An interesting thing happens to mashed potato when it’s left to cool. Its starch structure changes in a way that lowers its GI so that energy is released more slowly into the bloodstream. Potatoes usually have a high GI (as much as 88) and research shows that it can be lowered a GI of 56 if it is allowed to cool.


You will need…

160g Mashed potato (see portion sizes below to work out what you need)
120g Tin of sardines in olive oil drained*
Chopped parsley (if you have some in – otherwise don’t worry)
1 egg beaten (use milk if your baby has an egg allergy)
Plain flour

Vegetables to serve

How to…

Drain the sardines and mash them well with a fork – no need to remove the bones as they are small and soft.
Mix the sardines with the potatoes and chopped parsley if you are using it.
Form  into 4 small cakes for babies (I made two – see photo – which were a little too big).
Put the frying pan on a medium heat and add a tablespoon of olive oil.**

Once you’ve got the shape and size you want dip the cakes in flour, then egg and then breadcrumbs.
Fry the cakes for about 5 minutes on each side until golden brown.

Portion sizes

The portion sizes I use are from the  CHEW! guidance which is based on recommended intakes for energy and nutrients. They are meant as a guide so don’t worry if you’re baby doesn’t eat all their food that they won’t get enough nutrients.

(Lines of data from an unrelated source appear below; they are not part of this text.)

use chrono::NaiveDate;
use enermarket_core::{MarketError, MarketResult};
use enermarket_shared::{EnergyType, PaymentMethod, Period};
use rust_decimal::Decimal;

pub const QUANTITY_SCALE: u32 = 3;
pub const PRICE_SCALE: u32 = 2;

/// Largest quantity a NUMERIC(10,3) column holds
pub fn max_quantity() -> Decimal {
    Decimal::new(9_999_999_999, QUANTITY_SCALE)
}

/// Largest price a NUMERIC(10,2) column holds
pub fn max_price() -> Decimal {
    Decimal::new(9_999_999_999, PRICE_SCALE)
}

fn fits(value: Decimal, scale: u32, max: Decimal) -> bool {
    value > Decimal::ZERO && value.normalize().scale() <= scale && value <= max
}

pub fn validate_price(price: Decimal) -> MarketResult<()> {
    if fits(price, PRICE_SCALE, max_price()) {
        Ok(())
    } else {
        Err(MarketError::InvalidPrice)
    }
}

pub fn validate_quantity(quantity: Decimal) -> MarketResult<()> {
    if fits(quantity, QUANTITY_SCALE, max_quantity()) {
        Ok(())
    } else {
        Err(MarketError::InvalidQuantity)
    }
}

/// A new offer's window must be ordered and must not start in the past.
pub fn validate_new_period(period: &Period, today: NaiveDate) -> MarketResult<()> {
    if period.start > period.end || period.start < today {
        return Err(MarketError::InvalidPeriod);
    }
    Ok(())
}

/// Only the bounds that actually change are held against `today`, so an
/// offer whose window has already begun can still be edited.
pub fn validate_changed_period(current: &Period, next: &Period, today: NaiveDate) -> MarketResult<()> {
    if next.start != current.start && (next.start > next.end || next.start < today) {
        return Err(MarketError::InvalidPeriod);
    }
    if next.end != current.end && (next.end < next.start || next.end < today) {
        return Err(MarketError::InvalidPeriod);
    }
    Ok(())
}

pub fn parse_energy_type(name: &str) -> MarketResult<EnergyType> {
    name.parse()
        .map_err(|_| MarketError::InvalidEnergyType(name.to_string()))
}

pub fn parse_payment_method(name: &str) -> MarketResult<PaymentMethod> {
    name.parse()
        .map_err(|_| MarketError::InvalidPaymentMethod(name.to_string()))
}

#[cfg(test)]
mod tests {
    use super::*;
    use enermarket_core::ErrorKind;

    fn day(d: u32) -> NaiveDate {
        NaiveDate::from_ymd_opt(2026, 11, d).unwrap()
    }

    #[test]
    fn test_price_scale_and_bounds() {
        assert!(validate_price(Decimal::new(5050, 2)).is_ok());
        // trailing zeros do not count against the scale
        assert!(validate_price(Decimal::new(50500, 3)).is_ok());
        assert!(validate_price(Decimal::new(50505, 3)).is_err());
        assert!(validate_price(Decimal::ZERO).is_err());
        assert!(validate_price(Decimal::new(-1, 0)).is_err());
        assert!(validate_price(max_price()).is_ok());
        assert!(validate_price(max_price() + Decimal::new(1, 2)).is_err());
    }

    #[test]
    fn test_quantity_scale_and_bounds() {
        assert!(validate_quantity(Decimal::new(1, 3)).is_ok());
        assert!(validate_quantity(Decimal::new(1, 4)).is_err());
        assert!(validate_quantity(max_quantity()).is_ok());
        let err = validate_quantity(Decimal::new(-5, 0)).unwrap_err();
        assert_eq!(err.kind(), ErrorKind::InvalidQuantity);
    }

    #[test]
    fn test_new_period_must_start_today_or_later() {
        assert!(validate_new_period(&Period::new(day(10), day(10)), day(10)).is_ok());
        assert!(validate_new_period(&Period::new(day(9), day(12)), day(10)).is_err());
        assert!(validate_new_period(&Period::new(day(12), day(11)), day(10)).is_err());
    }

    #[test]
    fn test_changed_period_exempts_unchanged_bounds() {
        let current = Period::new(day(5), day(20));

        // window already begun, only the end moves
        assert!(validate_changed_period(&current, &Period::new(day(5), day(25)), day(10)).is_ok());
        // moving the start into the past is rejected
        assert!(validate_changed_period(&current, &Period::new(day(6), day(20)), day(10)).is_err());
        // moving the end into the past is rejected
        assert!(validate_changed_period(&current, &Period::new(day(5), day(9)), day(10)).is_err());
        // nothing changed, nothing checked
        assert!(validate_changed_period(&current, &current, day(30)).is_ok());
    }

    #[test]
    fn test_parse_classifications() {
        assert_eq!(parse_energy_type("eolic").unwrap(), EnergyType::Eolic);
        assert_eq!(parse_energy_type("coal").unwrap_err().kind(), ErrorKind::InvalidEnergyType);
        assert_eq!(parse_payment_method("pix").unwrap(), PaymentMethod::Pix);
        assert_eq!(parse_payment_method("cash").unwrap_err().kind(), ErrorKind::InvalidPaymentMethod);
    }
}
use axum::{http::Method, routing::get, Router};
use tower_http::cors::CorsLayer;
use tower_http::trace::TraceLayer;

pub mod auth;
pub mod error;
pub mod metrics;
pub mod offers;
pub mod purchases;
pub mod state;
pub mod webhooks;
pub mod worker;

pub use state::AppState;
pub use worker::Background;

pub fn app(state: AppState) -> Router {
    let cors = CorsLayer::new()
        .allow_origin(tower_http::cors::Any)
        .allow_methods([Method::GET, Method::POST, Method::PUT, Method::DELETE, Method::OPTIONS])
        .allow_headers([
            axum::http::header::AUTHORIZATION,
            axum::http::header::CONTENT_TYPE,
        ]);

    Router::new()
        .route("/health", get(health))
        .route("/metrics", get(metrics::render))
        .merge(offers::routes())
        .merge(purchases::routes())
        .merge(webhooks::routes())
        .layer(cors)
        .layer(TraceLayer::new_for_http())
        .with_state(state)
}

async fn health() -> &'static str {
    "ok"
}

For 10-12month baby : 40g sardines (about 1 fillet) to 60g potato plus 30g vegetables

1-4 year olds : 50g sardines to 80g potatoes plus 40g vegetables

And for you – there should be about 60g of sardines so mix with about 100g of potatoes and serve with two 80g portions of vegetables.

For babies 7-9 months

For younger babies (7-8 months) I would recommend using the ingredients (without making the fishcakes for baby), pureeing, mixing with baby’s usual milk and serving with the vegetables as finger food.  If your baby is able to eat their meal as whole food well – for my baby this is around 10 months – but your’s may be able to do this younger, then make the fish cakes rather than puree. Based on my experience, younger babies are not able to feed themselves well enough in this way, so are not able to get enough protein, iron, to meet their dietary needs. Portion sizes for this age group are 30g sardines to 50g potato and 20g vegetables.


If your baby has an egg allergy then dip in milk rather than egg to bind the breadcrumbs
If your baby has a gluten intolerance or allergy, dust in gluten free flour and use breadcrumbs from gluten free bread. You can try just dusting in flour too however the fishcakes don’t hold together so well and can be a bit too squidgy.

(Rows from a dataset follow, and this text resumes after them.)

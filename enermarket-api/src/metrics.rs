use axum::{extract::State, http::header, response::IntoResponse};
use enermarket_core::MarketResult;
use prometheus::{Encoder, IntCounterVec, Opts, Registry, TextEncoder};

use crate::{error::AppError, state::AppState};

pub struct ApiMetrics {
    registry: Registry,
    requests: IntCounterVec,
}

impl ApiMetrics {
    pub fn new() -> Result<Self, prometheus::Error> {
        let registry = Registry::new();
        let requests = IntCounterVec::new(
            Opts::new("enermarket_requests_total", "Marketplace operations by outcome"),
            &["operation", "outcome"],
        )?;
        registry.register(Box::new(requests.clone()))?;

        Ok(Self { registry, requests })
    }

    /// Count the result of `operation` under `ok` or its error code.
    pub fn track<T>(&self, operation: &str, result: MarketResult<T>) -> Result<T, AppError> {
        let result = result.map_err(AppError::from);
        let outcome = match &result {
            Ok(_) => "ok",
            Err(e) => e.code(),
        };
        self.requests.with_label_values(&[operation, outcome]).inc();
        result
    }

    pub fn encode(&self) -> Result<String, AppError> {
        let encoder = TextEncoder::new();
        let mut buf = Vec::new();
        encoder
            .encode(&self.registry.gather(), &mut buf)
            .map_err(|e| AppError::Internal(format!("metrics encode error: {}", e)))?;
        String::from_utf8(buf).map_err(|e| AppError::Internal(e.to_string()))
    }
}

/// GET /metrics
pub async fn render(State(state): State<AppState>) -> Result<impl IntoResponse, AppError> {
    let body = state.metrics.encode()?;
    Ok(([(header::CONTENT_TYPE, prometheus::TEXT_FORMAT)], body))
}

#[cfg(test)]
mod tests {
    use super::*;
    use enermarket_core::MarketError;

    #[test]
    fn test_track_labels_by_outcome() {
        let metrics = ApiMetrics::new().unwrap();
        assert_eq!(metrics.track("get_offer", Ok(7)).unwrap(), 7);
        let _ = metrics.track::<()>("get_offer", Err(MarketError::OfferNotFound));

        let text = metrics.encode().unwrap();
        assert!(text.contains(r#"enermarket_requests_total{operation="get_offer",outcome="ok"} 1"#));
        assert!(text.contains(r#"enermarket_requests_total{operation="get_offer",outcome="OFFER_NOT_FOUND"} 1"#));
    }
}
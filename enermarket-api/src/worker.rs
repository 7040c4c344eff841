use enermarket_offer::ExpirySweeper;
use enermarket_purchase::{SettlementJob, SettlementWorker};
use tokio::sync::mpsc::UnboundedReceiver;
use tokio::task::JoinHandle;
use tokio_util::sync::CancellationToken;

/// Long-running tasks that live beside the HTTP server
pub struct Background {
    pub sweeper: ExpirySweeper,
    pub settlement: SettlementWorker,
    pub jobs: UnboundedReceiver<SettlementJob>,
}

impl Background {
    /// Start the expiry sweeper and the settlement worker. Both stop when `shutdown` fires.
    pub fn spawn(self, shutdown: CancellationToken) -> Vec<JoinHandle<()>> {
        vec![
            tokio::spawn(self.sweeper.run(shutdown.clone())),
            tokio::spawn(self.settlement.run(self.jobs, shutdown)),
        ]
    }
}
use axum::{extract::FromRequestParts, http::request::Parts};
use axum_extra::headers::{authorization::Bearer, Authorization};
use axum_extra::TypedHeader;
use chrono::{Duration, Utc};
use enermarket_shared::{Participant, Submarket};
use jsonwebtoken::{decode, encode, DecodingKey, EncodingKey, Header, Validation};
use serde::{Deserialize, Serialize};

use crate::{error::AppError, state::AppState, state::AuthConfig};

/// Token claims; `sub` is the participant's numeric user id
#[derive(Debug, Serialize, Deserialize, Clone)]
pub struct Claims {
    pub sub: String,
    pub submarket: Submarket,
    pub exp: usize,
}

/// The caller, taken from a bearer token
#[derive(Debug, Clone, Copy)]
pub struct AuthUser(pub Participant);

impl FromRequestParts<AppState> for AuthUser {
    type Rejection = AppError;

    async fn from_request_parts(parts: &mut Parts, state: &AppState) -> Result<Self, Self::Rejection> {
        let TypedHeader(Authorization(bearer)) =
            TypedHeader::<Authorization<Bearer>>::from_request_parts(parts, state)
                .await
                .map_err(|_| AppError::Unauthorized("missing bearer token".to_string()))?;

        let token_data = decode::<Claims>(
            bearer.token(),
            &DecodingKey::from_secret(state.auth.secret.as_bytes()),
            &Validation::default(),
        )
        .map_err(|e| AppError::Unauthorized(format!("invalid token: {}", e)))?;

        let claims = token_data.claims;
        let id = claims
            .sub
            .parse()
            .map_err(|_| AppError::Unauthorized(format!("invalid subject: {}", claims.sub)))?;

        Ok(AuthUser(Participant {
            id,
            submarket: claims.submarket,
        }))
    }
}

/// Sign a token for `participant`. Tokens normally come from the user service.
pub fn issue_token(auth: &AuthConfig, participant: &Participant) -> Result<String, AppError> {
    let claims = Claims {
        sub: participant.id.to_string(),
        submarket: participant.submarket,
        exp: (Utc::now() + Duration::seconds(auth.expiration as i64)).timestamp() as usize,
    };

    encode(&Header::default(), &claims, &EncodingKey::from_secret(auth.secret.as_bytes()))
        .map_err(|e| AppError::Internal(format!("Token encoding failed: {}", e)))
}
pub mod expiry;
pub mod lifecycle;
pub mod manager;
pub mod rules;

pub use expiry::ExpirySweeper;
pub use lifecycle::{apply_reservation, release_reservation};
pub use manager::{OfferDraft, OfferManager};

Postscript added 21 November 2013

Make extra of these and you can take them with you for days out – in a lunchbox – remember to keep them chilled though. I have tried freezing fishcakes before, but have found it doesn’t work well.

*Someone asked me whether they could use sardines in tomato sauce. And I dont see why not for adults but, having looked at the ingredients list, the sardines I have seen in tomato sauce have salt added, so aren’t a good option for babies, or really children, ideally.

**Ideally the fishcakes can be baked at 200°c/ 400°f/gas mark 6 on an oiled baking try for 10 minutes (turning once) – baking is healthier than frying but I didn’t have time to wait for the oven to heat up.